Attack on Titan: Lost Girls

Attack on Titan: Lost Girls Review: The Day Annie Spent Looking for a Missing Girl Instead of Catching Eren

by Hiroshi Seko (original novel), Ryosuke Fuji (art), Hajime Isayama (creator)

★★★★CompletedT+ (Older Teen)
Reviewed by Yu

Read the first volume. If it doesn't hook you, put it down. It'll hook you.

Buy Attack on Titan: Lost Girls on Amazon →

*Affiliate link — I earn a small commission at no extra cost to you.

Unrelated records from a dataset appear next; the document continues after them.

use std::time::Duration;

use tokio::io::{AsyncReadExt, AsyncWriteExt};
use tokio::net::TcpStream;
use tokio::time::timeout;

use icap_filter::Server;

#[tokio::test(flavor = "multi_thread", worker_threads = 2)]
async fn shutdown_stops_acceptor_and_workers() {
    let server = Server::builder()
        .bind("127.0.0.1:0")
        .with_read_timeout(Duration::from_secs(30))
        .build()
        .await
        .expect("build");
    let addr = server.local_addr().unwrap();
    let handle = server.shutdown_handle();
    let run = tokio::spawn(server.run());

    // An established, idle connection is parked in a read.
    let mut idle = TcpStream::connect(addr).await.unwrap();
    idle.write_all(format!("OPTIONS icap://{addr}/ ICAP/1.0\r\n\r\n").as_bytes())
        .await
        .unwrap();
    let mut buf = [0u8; 1024];
    let mut reply = Vec::new();
    while !reply.ends_with(b"\r\n\r\n\r\n") {
        let n = timeout(Duration::from_secs(2), idle.read(&mut buf))
            .await
            .expect("no OPTIONS reply")
            .unwrap();
        assert!(n > 0, "closed before the OPTIONS reply");
        reply.extend_from_slice(&buf[..n]);
    }

    handle.shutdown();

    let res = timeout(Duration::from_secs(2), run)
        .await
        .expect("acceptor did not stop")
        .expect("join");
    assert!(res.is_ok(), "{res:?}");

    // The worker sees the flag well before its 30 s read timeout.
    let n = timeout(Duration::from_secs(2), idle.read(&mut buf))
        .await
        .expect("worker kept the connection open")
        .unwrap_or(0);
    assert_eq!(n, 0);
}

#[tokio::test]
async fn no_new_connections_after_shutdown() {
    let server = Server::builder().bind("127.0.0.1:0").build().await.unwrap();
    let addr = server.local_addr().unwrap();
    let handle = server.shutdown_handle();
    let run = tokio::spawn(server.run());

    handle.shutdown();
    let _ = timeout(Duration::from_secs(2), run).await.expect("stop");

    // The listener is dropped with the server.
    assert!(TcpStream::connect(addr).await.is_err());
}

I came to Attack on Titan for the giants eating people. I stayed because of Annie Leonhart. There's a moment in the main series where she gives herself up, crystallizes inside her own Female Titan, and goes to sleep for years rather than say a single word about why she did what she did. That silence haunted me. The series never lets you inside her head, and I think that's deliberate — she's the wall you can't climb.

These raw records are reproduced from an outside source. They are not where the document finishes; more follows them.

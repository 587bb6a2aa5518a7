//! Service configuration and the built-in `OPTIONS` responder.
//!
//! [`ServiceOptions`] is built once at startup and then shared read-only by
//! every connection worker. It carries the process-wide `ISTag`, the service
//! name and the supported modification methods, plus a few optional
//! capabilities advertised in the `OPTIONS` reply.
//!
//! ```
//! use icap_filter::{Method, ServiceOptions};
//!
//! let opts = ServiceOptions::new("Filter Service", "filter-1.0")
//!     .with_methods([Method::ReqMod])
//!     .with_options_ttl(3600)
//!     .add_allow("204");
//! opts.validate().unwrap();
//!
//! let resp = opts.build_response();
//! assert_eq!(resp.get_header("Methods"), Some("REQMOD"));
//! assert_eq!(resp.get_header("Encapsulated"), Some("null-body=0"));
//! ```

use smallvec::SmallVec;

use crate::error::{Error, IcapResult};
use crate::request::Method;
use crate::response::{Response, StatusCode};

/// RFC 3507 caps the ISTag value at 32 bytes.
pub const MAX_ISTAG_LEN: usize = 32;

/// Read-only, process-wide service configuration.
#[derive(Debug, Clone, PartialEq, Eq)]
pub struct ServiceOptions {
    /// Value of the `Service` header.
    pub service: String,
    /// Service tag stamped on every response.
    pub istag: String,
    /// Supported modification methods, in the order advertised.
    pub(crate) methods: SmallVec<[Method; 2]>,
    /// `Max-Connections` hint (optional).
    pub max_connections: Option<usize>,
    /// `Options-TTL` in seconds (optional).
    pub options_ttl: Option<u32>,
    /// `Service-ID` (optional).
    pub service_id: Option<String>,
    /// Capabilities advertised in `Allow`, e.g. `"204"`.
    pub allow: Vec<String>,
    /// `Preview` size in bytes (optional).
    pub preview: Option<u32>,
}

impl Default for ServiceOptions {
    fn default() -> Self {
        Self::new("ICAP Filter", "icap-filter-0.1")
    }
}

impl ServiceOptions {
    /// Options advertising `REQMOD` only.
    pub fn new(service: &str, istag: &str) -> Self {
        Self {
            service: service.to_string(),
            istag: istag.to_string(),
            methods: SmallVec::from_slice(&[Method::ReqMod]),
            max_connections: None,
            options_ttl: None,
            service_id: None,
            allow: Vec::new(),
            preview: None,
        }
    }

    /// Replace the supported methods. Duplicates are dropped.
    pub fn with_methods<I>(mut self, methods: I) -> Self
    where
        I: IntoIterator<Item = Method>,
    {
        self.methods.clear();
        for m in methods {
            if !self.methods.contains(&m) {
                self.methods.push(m);
            }
        }
        self
    }

    pub fn with_istag(mut self, istag: &str) -> Self {
        self.istag = istag.to_string();
        self
    }

    pub fn with_service(mut self, service: &str) -> Self {
        self.service = service.to_string();
        self
    }

    pub fn with_max_connections(mut self, n: usize) -> Self {
        self.max_connections = Some(n);
        self
    }

    pub fn with_options_ttl(mut self, ttl: u32) -> Self {
        self.options_ttl = Some(ttl);
        self
    }

    pub fn with_service_id(mut self, service_id: &str) -> Self {
        self.service_id = Some(service_id.to_string());
        self
    }

    /// Add a capability to `Allow` (e.g. `"204"`).
    pub fn add_allow(mut self, capability: &str) -> Self {
        self.allow.push(capability.to_string());
        self
    }

    pub fn with_preview(mut self, preview: u32) -> Self {
        self.preview = Some(preview);
        self
    }

    pub fn methods(&self) -> &[Method] {
        &self.methods
    }

    /// Check the configuration before the server starts.
    pub fn validate(&self) -> IcapResult<()> {
        let tag = self.istag.trim_matches('"');
        if tag.is_empty() {
            return Err(Error::configuration("ISTag must not be empty"));
        }
        if tag.len() > MAX_ISTAG_LEN {
            return Err(Error::configuration(format!(
                "ISTag must be at most {MAX_ISTAG_LEN} bytes, got {}",
                tag.len()
            )));
        }
        if tag.contains(['"', '\r', '\n']) {
            return Err(Error::configuration("ISTag must not contain quotes or line breaks"));
        }
        if self.methods.is_empty() {
            return Err(Error::configuration(
                "at least one of REQMOD or RESPMOD must be supported",
            ));
        }
        if self.methods.contains(&Method::Options) {
            return Err(Error::configuration(
                "OPTIONS is answered by the server and cannot be listed as a service method",
            ));
        }
        if self.service.contains(['\r', '\n']) {
            return Err(Error::configuration("service name must be a single line"));
        }
        Ok(())
    }

    /// The `OPTIONS` reply. `ISTag` is added by the serializer.
    pub fn build_response(&self) -> Response {
        let methods = self
            .methods
            .iter()
            .map(Method::as_str)
            .collect::<Vec<_>>()
            .join(", ");

        let mut response = Response::new(StatusCode::Ok200)
            .add_header("Methods", &methods)
            .add_header("Service", &self.service)
            .add_header("Encapsulated", "null-body=0");

        if let Some(max_conn) = self.max_connections {
            response = response.add_header("Max-Connections", &max_conn.to_string());
        }
        if let Some(ttl) = self.options_ttl {
            response = response.add_header("Options-TTL", &ttl.to_string());
        }
        if let Some(ref service_id) = self.service_id {
            response = response.add_header("Service-ID", service_id);
        }
        if !self.allow.is_empty() {
            response = response.add_header("Allow", &self.allow.join(", "));
        }
        if let Some(preview) = self.preview {
            response = response.add_header("Preview", &preview.to_string());
        }
        response
    }
}

#[cfg(test)]
mod tests {
    use super::*;
    use rstest::rstest;

    #[test]
    fn options_response_has_required_headers() {
        let opts = ServiceOptions::new("CloudVeil filter", "_cloudveil_icap_0.1")
            .with_methods([Method::ReqMod, Method::RespMod]);
        let resp = opts.build_response();

        assert_eq!(resp.status_code, StatusCode::Ok200);
        assert_eq!(resp.get_header("Methods"), Some("REQMOD, RESPMOD"));
        assert_eq!(resp.get_header("Service"), Some("CloudVeil filter"));
        assert_eq!(resp.get_header("Encapsulated"), Some("null-body=0"));
        assert!(!resp.has_header("Options-TTL"));
        assert!(resp.body.is_none());

        let text = String::from_utf8(resp.to_raw(&opts.istag)).unwrap();
        assert_eq!(text.matches("ISTag:").count(), 1);
        assert!(text.contains("ISTag: \"_cloudveil_icap_0.1\"\r\n"));
    }

    #[test]
    fn optional_fields_are_advertised() {
        let resp = ServiceOptions::new("svc", "t1")
            .with_max_connections(64)
            .with_options_ttl(600)
            .with_service_id("flt")
            .add_allow("204")
            .with_preview(1024)
            .build_response();

        assert_eq!(resp.get_header("Max-Connections"), Some("64"));
        assert_eq!(resp.get_header("Options-TTL"), Some("600"));
        assert_eq!(resp.get_header("Service-ID"), Some("flt"));
        assert_eq!(resp.get_header("Allow"), Some("204"));
        assert_eq!(resp.get_header("Preview"), Some("1024"));
    }

    #[test]
    fn duplicate_methods_are_collapsed() {
        let opts = ServiceOptions::default().with_methods([
            Method::RespMod,
            Method::RespMod,
            Method::ReqMod,
        ]);
        assert_eq!(opts.methods(), &[Method::RespMod, Method::ReqMod]);
    }

    #[rstest]
    #[case("")]
    #[case("\"\"")]
    #[case("this-tag-is-definitely-longer-than-32-bytes")]
    #[case("bad\"tag")]
    fn invalid_istag_is_rejected(#[case] tag: &str) {
        let err = ServiceOptions::new("svc", tag).validate().unwrap_err();
        assert!(matches!(err, Error::Configuration(_)), "{err}");
    }

    #[rstest]
    #[case(&[])]
    #[case(&[Method::Options])]
    #[case(&[Method::ReqMod, Method::Options])]
    fn invalid_method_sets_are_rejected(#[case] methods: &[Method]) {
        let opts = ServiceOptions::default().with_methods(methods.iter().copied());
        assert!(opts.validate().is_err());
    }

    #[test]
    fn quoted_istag_within_limit_is_accepted() {
        assert!(ServiceOptions::new("svc", "\"abc\"").validate().is_ok());
        assert!(ServiceOptions::default().validate().is_ok());
    }
}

So when I learned there was a spin-off that spent an entire story following Annie around on an ordinary day — not fighting titans, but solving a missing-persons case — I read it immediately. Lost Girls is a small thing. Two volumes, one detective story, one strange dream. But it gave me one full day inside a head I'd spent the whole main series locked out of, and that turned out to be worth more to me than another battle.

Quick Take

  • Two short stories: Annie's grounded detective case "Wall Sina, Goodbye," and Mikasa's surreal alternate-world dream "Lost in the Cruel World"
  • Hiroshi Seko wrote the original novel; Ryosuke Fuji draws the manga, keeping Isayama's world recognizable
  • Complete at 2 volumes — and rated T+ (Older Teen), assuming you've read the main series, because it spoils it

Who Is This Manga For?

  • Attack on Titan readers who specifically want more of Annie and Mikasa as people, not just combatants
  • Fans of a quiet detective mystery set inside the walls, with no titans for most of it
  • Readers curious what Annie was doing in the days right before the 57th Expedition
  • Anyone who likes "what if" alternate-timeline stories told as a fever dream

Content Warnings & Age Rating

Age Rating: T+ (Older Teen) Content Warnings: Titan violence (brief), an illegal-drug trafficking subplot, kidnapping and murder, and heavy spoilers for the main series through the Female Titan arc.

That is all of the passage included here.